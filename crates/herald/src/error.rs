// SPDX-License-Identifier: Apache-2.0 OR MIT
// Copyright (c) 2025-2026 naskel.com

//! Error types for publish endpoints.
//!
//! Setup failures ([`EndpointError`]) are fatal to construction and always
//! unwind whatever was created before the failing step. Runtime failures
//! ([`PublishError`]) leave the endpoint usable.

use std::io;
use thiserror::Error;

use crate::config::ConfigError;
use crate::uri::UriError;

/// Errors raised while constructing a publish endpoint.
#[derive(Debug, Error)]
pub enum EndpointError {
    /// The socket could not be created or bound to the requested address.
    #[error("cannot bind publisher socket to {address}: {reason}")]
    Bind {
        /// Transport address that was requested.
        address: String,
        /// Native error text reported by the transport.
        reason: String,
    },

    /// The bound address could not be determined after a successful bind.
    #[error("cannot determine bound address of publisher: {0}")]
    Resolution(String),

    /// The discovery backend refused the record.
    #[error("cannot announce service {service}: {source}")]
    Announce {
        /// Service name of the record.
        service: String,
        /// Backend failure.
        #[source]
        source: DiscoveryError,
    },

    /// The endpoint URI is malformed.
    #[error(transparent)]
    InvalidUri(#[from] UriError),

    /// The configuration is invalid or could not be loaded.
    #[error(transparent)]
    Config(#[from] ConfigError),
}

/// Errors reported by a transport context or socket.
#[derive(Debug, Error)]
pub enum TransportError {
    /// Underlying I/O failure.
    #[error("I/O error: {0}")]
    Io(#[from] io::Error),

    /// Address string could not be parsed or resolved.
    #[error("invalid address: {0}")]
    InvalidAddress(String),

    /// Address is already bound by another socket.
    #[error("address in use: {0}")]
    AddressInUse(String),

    /// Send attempted before the socket was bound.
    #[error("socket is not bound")]
    NotBound,

    /// Socket is already bound.
    #[error("socket is already bound to {0}")]
    AlreadyBound(String),

    /// Socket or its context has been closed.
    #[error("socket is closed")]
    Closed,

    /// Multi-part message exceeds the configured limit.
    #[error("message of {size} bytes exceeds limit of {max} bytes")]
    MessageTooLarge {
        /// Encoded size of the message.
        size: usize,
        /// Configured maximum.
        max: usize,
    },

    /// Transport refused the operation for another reason.
    #[error("transport unavailable: {0}")]
    Unavailable(String),
}

/// Errors reported by a discovery backend.
#[derive(Debug, Error)]
pub enum DiscoveryError {
    /// Backend could not be started.
    #[error("discovery backend unavailable: {0}")]
    Unavailable(String),

    /// Record is not valid for this backend.
    #[error("invalid discovery record: {0}")]
    InvalidRecord(String),

    /// Backend rejected a registration.
    #[error("registration failed: {0}")]
    Registration(String),
}

/// Errors returned by [`crate::Publisher::try_publish`].
#[derive(Debug, Error)]
pub enum PublishError {
    /// A frame could not be handed to the transport.
    #[error(transparent)]
    Transport(#[from] TransportError),

    /// The endpoint was closed.
    #[error("publisher is closed")]
    Closed,
}

#[cfg(test)]
mod tests {
    use super::*;

    #[test]
    fn test_bind_error_carries_native_text() {
        let err = EndpointError::Bind {
            address: "tcp://*:5555".into(),
            reason: "Address already in use".into(),
        };
        let msg = err.to_string();
        assert!(msg.contains("tcp://*:5555"));
        assert!(msg.contains("Address already in use"));
    }

    #[test]
    fn test_publish_error_from_transport() {
        let err: PublishError = TransportError::NotBound.into();
        assert!(matches!(err, PublishError::Transport(TransportError::NotBound)));
        assert_eq!(err.to_string(), "socket is not bound");
    }
}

——

For each line of the material that contains the word "NotBound", make a copy.

- OUTPUT -
    NotBound,
        let err: PublishError = TransportError::NotBound.into();
        assert!(matches!(err, PublishError::Transport(TransportError::NotBound)));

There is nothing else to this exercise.